What worries me about this and similar efforts (like
<https://github.com/takeoutweight/clojure-scheme>) is that clojure's standard
library design assumes that the underlying runtime will be do some kind of
polymorphic method inlining.

For example: the sequence library is all defined in terms of ISeq, which
basically requires a "first" and "rest" to be defined for the data structure
in question. These are polymorphic: there are different implementations of
these for different data structures (list, vector, map, etc). So a dispatch
step is required to choose the right one. In clojure-jvm, this is implemented
using a java interface; this means the jvm will inline calls to said methods
when they're being used in a tight loop. And if you use the standard library,
calls to 'first' and 'rest' are going to be inside nearly all of your inner
loops.

Compare this to a normal lisp or scheme: 'first' and 'rest' (or 'car' and
'cdr', whatever) are monomorphic.

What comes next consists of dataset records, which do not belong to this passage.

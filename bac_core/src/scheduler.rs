//! Periodic recomputation of the live BAC.
//!
//! [`RecomputeScheduler`] is the IDLE/TICKING state machine; it can be driven
//! by hand with [`RecomputeScheduler::tick`]. [`start_scheduler`] runs it on a
//! dedicated thread at a fixed cadence and returns a [`SchedulerHandle`] that
//! owns the timer. Dropping or stopping the handle always ends the loop.

use crate::{compute_session_bac, validate, BacSnapshot, Result, TrackingSession, UserProfile};
use chrono::{DateTime, Utc};
use std::sync::mpsc::{self, RecvTimeoutError, Sender};
use std::thread::{self, JoinHandle};
use std::time::Duration;

pub const DEFAULT_CADENCE: Duration = Duration::from_secs(1);
pub const DEFAULT_EPSILON: f64 = 0.001;

#[derive(Clone, Copy, Debug, PartialEq, Eq)]
pub enum SchedulerState {
    /// No live session, or no usable profile. No timer is armed.
    Idle,
    /// Live session active; re-evaluating every cadence
    Ticking,
}

/// State machine deciding when to recompute and when to publish
#[derive(Debug)]
pub struct RecomputeScheduler {
    profile: Option<UserProfile>,
    epsilon: f64,
    state: SchedulerState,
    last_published: Option<BacSnapshot>,
}

impl RecomputeScheduler {
    /// An invalid profile counts as incomplete and keeps the scheduler idle
    pub fn new(profile: Option<UserProfile>, epsilon: f64) -> Self {
        let profile = profile.filter(|p| match validate::validate_profile(p) {
            Ok(()) => true,
            Err(e) => {
                tracing::warn!("Scheduler profile rejected: {}", e);
                false
            }
        });

        Self {
            profile,
            epsilon,
            state: SchedulerState::Idle,
            last_published: None,
        }
    }

    pub fn state(&self) -> SchedulerState {
        self.state
    }

    pub fn is_ticking(&self) -> bool {
        self.state == SchedulerState::Ticking
    }

    pub fn last_published(&self) -> Option<&BacSnapshot> {
        self.last_published.as_ref()
    }

    fn wants_ticking(&self, session: &TrackingSession) -> bool {
        self.profile.is_some()
            && session.mode == crate::TrackingMode::Live
            && (!session.drinks.is_empty() || session.start_time.is_some())
    }

    /// Run one evaluation against an immutable session snapshot
    ///
    /// Returns the snapshot to publish, if any. Leaving TICKING publishes a
    /// final zero snapshot when the last published value was non-zero.
    pub fn tick(&mut self, session: &TrackingSession, now: DateTime<Utc>) -> Option<BacSnapshot> {
        let active = self.wants_ticking(session);

        match (self.state, active) {
            (SchedulerState::Idle, false) => None,
            (SchedulerState::Ticking, false) => {
                tracing::info!("Recompute scheduler: TICKING -> IDLE");
                self.state = SchedulerState::Idle;
                match self.last_published.take() {
                    Some(last) if last.value > 0.0 => Some(BacSnapshot::zero(now)),
                    _ => None,
                }
            }
            (SchedulerState::Idle, true) => {
                tracing::info!("Recompute scheduler: IDLE -> TICKING");
                self.state = SchedulerState::Ticking;
                self.last_published = None;
                self.evaluate(session, now)
            }
            (SchedulerState::Ticking, true) => self.evaluate(session, now),
        }
    }

    fn evaluate(&mut self, session: &TrackingSession, now: DateTime<Utc>) -> Option<BacSnapshot> {
        let profile = self.profile.as_ref()?;
        let snapshot = compute_session_bac(profile, session, now);

        let publish = match &self.last_published {
            None => true,
            Some(last) => {
                (snapshot.value - last.value).abs() > self.epsilon
                    || snapshot.level != last.level
                    || (snapshot.value == 0.0) != (last.value == 0.0)
            }
        };

        if publish {
            tracing::debug!("Publishing BAC {:.4} ({:?})", snapshot.value, snapshot.level);
            self.last_published = Some(snapshot.clone());
            Some(snapshot)
        } else {
            None
        }
    }
}

/// Timing for the background loop
#[derive(Clone, Copy, Debug, PartialEq)]
pub struct SchedulerOptions {
    pub cadence: Duration,
    pub epsilon: f64,
}

impl Default for SchedulerOptions {
    fn default() -> Self {
        Self {
            cadence: DEFAULT_CADENCE,
            epsilon: DEFAULT_EPSILON,
        }
    }
}

enum Control {
    /// The drink log changed; recompute now
    Notify,
    Stop,
}

/// Owned handle to a running recompute loop
pub struct SchedulerHandle {
    tx: Sender<Control>,
    thread: Option<JoinHandle<()>>,
}

impl SchedulerHandle {
    /// Wake the loop after a drink-log mutation
    pub fn notify_changed(&self) {
        // A send error means the loop already exited; nothing to wake.
        let _ = self.tx.send(Control::Notify);
    }

    pub fn is_running(&self) -> bool {
        self.thread.as_ref().is_some_and(|t| !t.is_finished())
    }

    /// Cancel the timer and wait for the loop to exit
    pub fn stop(mut self) {
        self.shutdown();
    }

    fn shutdown(&mut self) {
        let _ = self.tx.send(Control::Stop);
        if let Some(thread) = self.thread.take() {
            if thread.join().is_err() {
                tracing::error!("Recompute loop panicked");
            }
        }
    }
}

impl Drop for SchedulerHandle {
    fn drop(&mut self) {
        self.shutdown();
    }
}

/// Start the recompute loop
///
/// `session_provider` is called once per evaluation and must return a complete
/// snapshot of the session; `on_snapshot` receives every published reading.
pub fn start_scheduler<P, F>(
    profile: Option<UserProfile>,
    mut session_provider: P,
    mut on_snapshot: F,
    options: SchedulerOptions,
) -> Result<SchedulerHandle>
where
    P: FnMut() -> TrackingSession + Send + 'static,
    F: FnMut(BacSnapshot) + Send + 'static,
{
    let (tx, rx) = mpsc::channel::<Control>();

    let thread = thread::Builder::new()
        .name("bac-recompute".into())
        .spawn(move || {
            let mut scheduler = RecomputeScheduler::new(profile, options.epsilon);

            loop {
                let session = session_provider();
                if let Some(snapshot) = scheduler.tick(&session, Utc::now()) {
                    on_snapshot(snapshot);
                }

                let control = if scheduler.is_ticking() {
                    match rx.recv_timeout(options.cadence) {
                        Ok(control) => control,
                        Err(RecvTimeoutError::Timeout) => continue,
                        Err(RecvTimeoutError::Disconnected) => Control::Stop,
                    }
                } else {
                    // Idle: no timer, wait for a mutation or teardown
                    rx.recv().unwrap_or(Control::Stop)
                };

                if let Control::Stop = control {
                    break;
                }
            }

            tracing::debug!("Recompute loop stopped");
        })?;

    Ok(SchedulerHandle {
        tx,
        thread: Some(thread),
    })
}

/// Stop a running loop. Equivalent to dropping the handle.
pub fn stop_scheduler(handle: SchedulerHandle) {
    handle.stop();
}

#[cfg(test)]
mod tests {
    use super::*;
    use crate::{DrinkEvent, Gender, ImpairmentLevel, SharedSession, TrackingMode};
    use chrono::{Duration as ChronoDuration, TimeZone};

    fn profile() -> UserProfile {
        UserProfile {
            gender: Gender::Male,
            weight_lbs: 180.0,
        }
    }

    fn t0() -> DateTime<Utc> {
        Utc.with_ymd_and_hms(2024, 6, 1, 21, 0, 0).unwrap()
    }

    fn session_with_beer(at: DateTime<Utc>) -> TrackingSession {
        let mut session = TrackingSession::default();
        session.log_drink(DrinkEvent::from_volume("Beer", 12.0, 5.0, at));
        session
    }

    #[test]
    fn test_idle_without_drinks() {
        let mut scheduler = RecomputeScheduler::new(Some(profile()), DEFAULT_EPSILON);
        assert_eq!(scheduler.tick(&TrackingSession::default(), t0()), None);
        assert_eq!(scheduler.state(), SchedulerState::Idle);
    }

    #[test]
    fn test_idle_without_profile() {
        let mut scheduler = RecomputeScheduler::new(None, DEFAULT_EPSILON);
        assert_eq!(scheduler.tick(&session_with_beer(t0()), t0()), None);
        assert_eq!(scheduler.state(), SchedulerState::Idle);
    }

    #[test]
    fn test_invalid_profile_keeps_idle() {
        let bad = UserProfile {
            gender: Gender::Female,
            weight_lbs: -10.0,
        };
        let mut scheduler = RecomputeScheduler::new(Some(bad), DEFAULT_EPSILON);
        assert_eq!(scheduler.tick(&session_with_beer(t0()), t0()), None);
        assert!(!scheduler.is_ticking());
    }

    #[test]
    fn test_estimate_mode_does_not_tick() {
        let mut session = session_with_beer(t0());
        session.switch_mode(TrackingMode::Estimate);
        let mut scheduler = RecomputeScheduler::new(Some(profile()), DEFAULT_EPSILON);
        assert_eq!(scheduler.tick(&session, t0()), None);
        assert!(!scheduler.is_ticking());
    }

    #[test]
    fn test_first_tick_publishes() {
        let mut scheduler = RecomputeScheduler::new(Some(profile()), DEFAULT_EPSILON);
        let snapshot = scheduler.tick(&session_with_beer(t0()), t0()).unwrap();

        assert_eq!(scheduler.state(), SchedulerState::Ticking);
        assert_eq!(snapshot.level, ImpairmentLevel::Mild);
        assert_eq!(scheduler.last_published(), Some(&snapshot));
    }

    #[test]
    fn test_imperceptible_change_is_not_published() {
        let session = session_with_beer(t0());
        let mut scheduler = RecomputeScheduler::new(Some(profile()), DEFAULT_EPSILON);
        scheduler.tick(&session, t0()).unwrap();

        // One second of decay is ~0.000004, well under epsilon
        assert_eq!(scheduler.tick(&session, t0() + ChronoDuration::seconds(1)), None);

        // Five minutes is 0.00125, above epsilon
        let later = scheduler
            .tick(&session, t0() + ChronoDuration::minutes(5))
            .unwrap();
        assert!(later.value < 0.0252);
    }

    #[test]
    fn test_reaching_zero_is_published() {
        let session = session_with_beer(t0());
        let mut scheduler = RecomputeScheduler::new(Some(profile()), DEFAULT_EPSILON);
        scheduler.tick(&session, t0()).unwrap();
        scheduler.tick(&session, t0() + ChronoDuration::minutes(100));

        let sober = scheduler
            .tick(&session, t0() + ChronoDuration::minutes(102))
            .unwrap();
        assert_eq!(sober.value, 0.0);
        assert_eq!(sober.level, ImpairmentLevel::Sober);
    }

    #[test]
    fn test_clearing_log_returns_to_idle_with_zero() {
        let mut session = session_with_beer(t0());
        let mut scheduler = RecomputeScheduler::new(Some(profile()), DEFAULT_EPSILON);
        scheduler.tick(&session, t0()).unwrap();

        session.clear();
        let last = scheduler.tick(&session, t0()).unwrap();
        assert_eq!(last, BacSnapshot::zero(t0()));
        assert_eq!(scheduler.state(), SchedulerState::Idle);

        // Stays idle and silent
        assert_eq!(scheduler.tick(&session, t0()), None);
    }

    #[test]
    fn test_background_loop_publishes_and_stops() {
        let shared = SharedSession::new(session_with_beer(Utc::now()));
        let (tx, rx) = mpsc::channel();

        let provider = shared.clone();
        let handle = start_scheduler(
            Some(profile()),
            move || provider.snapshot(),
            move |snapshot| {
                let _ = tx.send(snapshot);
            },
            SchedulerOptions {
                cadence: Duration::from_millis(10),
                epsilon: DEFAULT_EPSILON,
            },
        )
        .unwrap();

        let first = rx.recv_timeout(Duration::from_secs(2)).unwrap();
        assert!(first.value > 0.0);
        assert!(handle.is_running());

        shared.update(|s| s.clear());
        handle.notify_changed();
        let cleared = rx.recv_timeout(Duration::from_secs(2)).unwrap();
        assert_eq!(cleared.value, 0.0);

        stop_scheduler(handle);
        // The loop owned the only sender; it is gone once the thread exits.
        assert!(rx.recv_timeout(Duration::from_millis(200)).is_err());
    }

    #[test]
    fn test_idle_loop_wakes_on_notify() {
        let shared = SharedSession::default();
        let (tx, rx) = mpsc::channel();

        let provider = shared.clone();
        let handle = start_scheduler(
            Some(profile()),
            move || provider.snapshot(),
            move |snapshot| {
                let _ = tx.send(snapshot);
            },
            SchedulerOptions {
                cadence: Duration::from_millis(10),
                epsilon: DEFAULT_EPSILON,
            },
        )
        .unwrap();

        assert!(rx.recv_timeout(Duration::from_millis(100)).is_err());

        shared.update(|s| s.log_drink(DrinkEvent::standard(Utc::now())));
        handle.notify_changed();
        let snapshot = rx.recv_timeout(Duration::from_secs(2)).unwrap();
        assert!(snapshot.value > 0.0);

        drop(handle);
    }
}
//! Tracking session store: the drink log and the folds derived from it.
//!
//! The engine never mutates a session. Everything here is the collaborator
//! side: logging and removing drinks, switching modes, and folding observed
//! snapshots into the "has been impaired" flag and peak BAC.

use crate::{
    validate, BacSnapshot, DrinkEvent, Metabolism, Result, TrackingMode, TrackingSession,
};
use std::sync::{Arc, RwLock};
use uuid::Uuid;

impl TrackingSession {
    pub fn new(metabolism: Metabolism) -> Self {
        Self {
            metabolism,
            ..Self::default()
        }
    }

    /// Append a drink; the first drink starts the session clock
    pub fn log_drink(&mut self, drink: DrinkEvent) {
        if self.drinks.is_empty() || self.start_time.is_none() {
            self.start_time = drink.timestamp.or(self.start_time);
        }
        tracing::debug!("Logged drink {} ({})", drink.id, drink.name);
        self.drinks.push(drink);
    }

    /// Remove a drink by id. Returns the removed drink, if any.
    pub fn remove_drink(&mut self, id: Uuid) -> Option<DrinkEvent> {
        let idx = self.drinks.iter().position(|d| d.id == id)?;
        let removed = self.drinks.remove(idx);
        if self.drinks.is_empty() {
            self.start_time = None;
        }
        Some(removed)
    }

    /// Remove the most recently logged drink
    pub fn undo_last(&mut self) -> Option<DrinkEvent> {
        let removed = self.drinks.pop();
        if self.drinks.is_empty() {
            self.start_time = None;
        }
        removed
    }

    /// Drop every drink and reset the session clock and impairment fold
    pub fn clear(&mut self) {
        self.drinks.clear();
        self.start_time = None;
        self.has_been_impaired = false;
        self.peak_bac = 0.0;
    }

    /// Store validated one-shot estimate inputs and switch to estimate mode
    pub fn set_estimate(&mut self, drinks: f64, hours: f64) -> Result<()> {
        validate::validate_estimate(drinks, hours)?;
        self.estimate_drinks = Some(drinks);
        self.estimate_hours = Some(hours);
        self.mode = TrackingMode::Estimate;
        Ok(())
    }

    pub fn switch_mode(&mut self, mode: TrackingMode) {
        if self.mode != mode {
            tracing::info!("Switching tracking mode {:?} -> {:?}", self.mode, mode);
            self.mode = mode;
        }
    }

    /// Whether a live recompute loop has anything to track
    pub fn is_live_active(&self) -> bool {
        self.mode == TrackingMode::Live && !self.drinks.is_empty()
    }

    /// Fold an observed snapshot into the monotone impairment flag and peak
    pub fn record(&mut self, snapshot: &BacSnapshot) {
        if snapshot.level.is_over_legal_limit() && !self.has_been_impaired {
            tracing::info!("BAC {:.3} reached the legal limit", snapshot.value);
            self.has_been_impaired = true;
        }
        if snapshot.value > self.peak_bac {
            self.peak_bac = snapshot.value;
        }
    }

    pub fn total_standard_drinks(&self) -> f64 {
        self.drinks
            .iter()
            .map(|d| d.standard_drinks)
            .filter(|n| n.is_finite() && *n > 0.0)
            .sum()
    }
}

/// A session shared between a drink-logging flow and the recompute loop
///
/// Mutations hold the write lock for their whole duration, so a tick only
/// ever sees a complete drink list.
#[derive(Clone, Debug, Default)]
pub struct SharedSession {
    inner: Arc<RwLock<TrackingSession>>,
}

impl SharedSession {
    pub fn new(session: TrackingSession) -> Self {
        Self {
            inner: Arc::new(RwLock::new(session)),
        }
    }

    /// Clone of the current session
    pub fn snapshot(&self) -> TrackingSession {
        match self.inner.read() {
            Ok(guard) => guard.clone(),
            Err(poisoned) => poisoned.into_inner().clone(),
        }
    }

    /// Apply one mutation atomically and return its result
    pub fn update<T>(&self, f: impl FnOnce(&mut TrackingSession) -> T) -> T {
        let mut guard = match self.inner.write() {
            Ok(guard) => guard,
            Err(poisoned) => poisoned.into_inner(),
        };
        f(&mut guard)
    }
}

#[cfg(test)]
mod tests {
    use super::*;
    use crate::{classify::classify, Gender, UserProfile};
    use chrono::{Duration, Utc};

    fn snapshot(value: f64) -> BacSnapshot {
        BacSnapshot {
            value,
            level: classify(value),
            sober_at: None,
            computed_at: Utc::now(),
        }
    }

    #[test]
    fn test_first_drink_sets_start_time() {
        let mut session = TrackingSession::default();
        let at = Utc::now() - Duration::minutes(20);
        session.log_drink(DrinkEvent::standard(at));
        session.log_drink(DrinkEvent::standard(at + Duration::minutes(10)));

        assert_eq!(session.start_time, Some(at));
        assert_eq!(session.drinks.len(), 2);
    }

    #[test]
    fn test_undo_removes_last_and_resets_clock_when_empty() {
        let mut session = TrackingSession::default();
        let first = DrinkEvent::standard(Utc::now());
        let second = DrinkEvent::standard(Utc::now());
        session.log_drink(first.clone());
        session.log_drink(second.clone());

        assert_eq!(session.undo_last(), Some(second));
        assert!(session.start_time.is_some());
        assert_eq!(session.undo_last(), Some(first));
        assert!(session.start_time.is_none());
        assert_eq!(session.undo_last(), None);
    }

    #[test]
    fn test_remove_by_id() {
        let mut session = TrackingSession::default();
        let keep = DrinkEvent::standard(Utc::now());
        let drop = DrinkEvent::standard(Utc::now());
        session.log_drink(keep.clone());
        session.log_drink(drop.clone());

        assert_eq!(session.remove_drink(drop.id), Some(drop));
        assert_eq!(session.remove_drink(Uuid::new_v4()), None);
        assert_eq!(session.drinks, vec![keep]);
    }

    #[test]
    fn test_impairment_flag_is_monotone_until_clear() {
        let mut session = TrackingSession::default();
        session.record(&snapshot(0.05));
        assert!(!session.has_been_impaired);

        session.record(&snapshot(0.09));
        session.record(&snapshot(0.02));
        session.record(&snapshot(0.0));
        assert!(session.has_been_impaired);
        assert_eq!(session.peak_bac, 0.09);

        session.clear();
        assert!(!session.has_been_impaired);
        assert_eq!(session.peak_bac, 0.0);
        assert!(session.drinks.is_empty());
    }

    #[test]
    fn test_set_estimate_validates() {
        let mut session = TrackingSession::default();
        assert!(session.set_estimate(60.0, 2.0).is_err());
        assert_eq!(session.mode, TrackingMode::Live);

        session.set_estimate(4.0, 2.0).unwrap();
        assert_eq!(session.mode, TrackingMode::Estimate);
        assert_eq!(session.estimate_drinks, Some(4.0));
    }

    #[test]
    fn test_shared_session_snapshot_is_detached() {
        let shared = SharedSession::default();
        shared.update(|s| s.log_drink(DrinkEvent::standard(Utc::now())));

        let before = shared.snapshot();
        shared.update(|s| s.clear());

        assert_eq!(before.drinks.len(), 1);
        assert!(shared.snapshot().drinks.is_empty());
    }

    #[test]
    fn test_total_standard_drinks_skips_invalid() {
        let mut session = TrackingSession::default();
        let now = Utc::now();
        session.log_drink(DrinkEvent::from_volume("Wine", 5.0, 12.0, now));
        session.log_drink(DrinkEvent::from_volume("Broken", 0.0, 12.0, now));
        assert!((session.total_standard_drinks() - 1.0).abs() < 0.01);

        let profile = UserProfile {
            gender: Gender::Female,
            weight_lbs: 130.0,
        };
        assert!(crate::compute_session_bac(&profile, &session, now).value > 0.0);
    }
}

They only work on the linked-list data
structure. So compiling these directly down to C functions makes perfect sense
and incurs no performance penalty.

So in summary: clojure assumes theres a really smart JIT which is helping
things along. This means it's not as suitable for alternate compilation
targets as you might want it to be.

I wonder if there's something clever you could do here. Vtables could be
reordered based on expected usage, certainly. Clojure can already do some
measure of type inference, so this could be used for AOT inlining when it's
available. Even if it's not, perhaps several versions of a call could be
speculatively generated based on what the compiler _does_ know already. The
normal polymorphic inline caching technique could perhaps be abused to apply
here. But it's hard to see how any of this can work in absence of a profile or
heavy hinting.

(not a compiler writer, just interested in the problem)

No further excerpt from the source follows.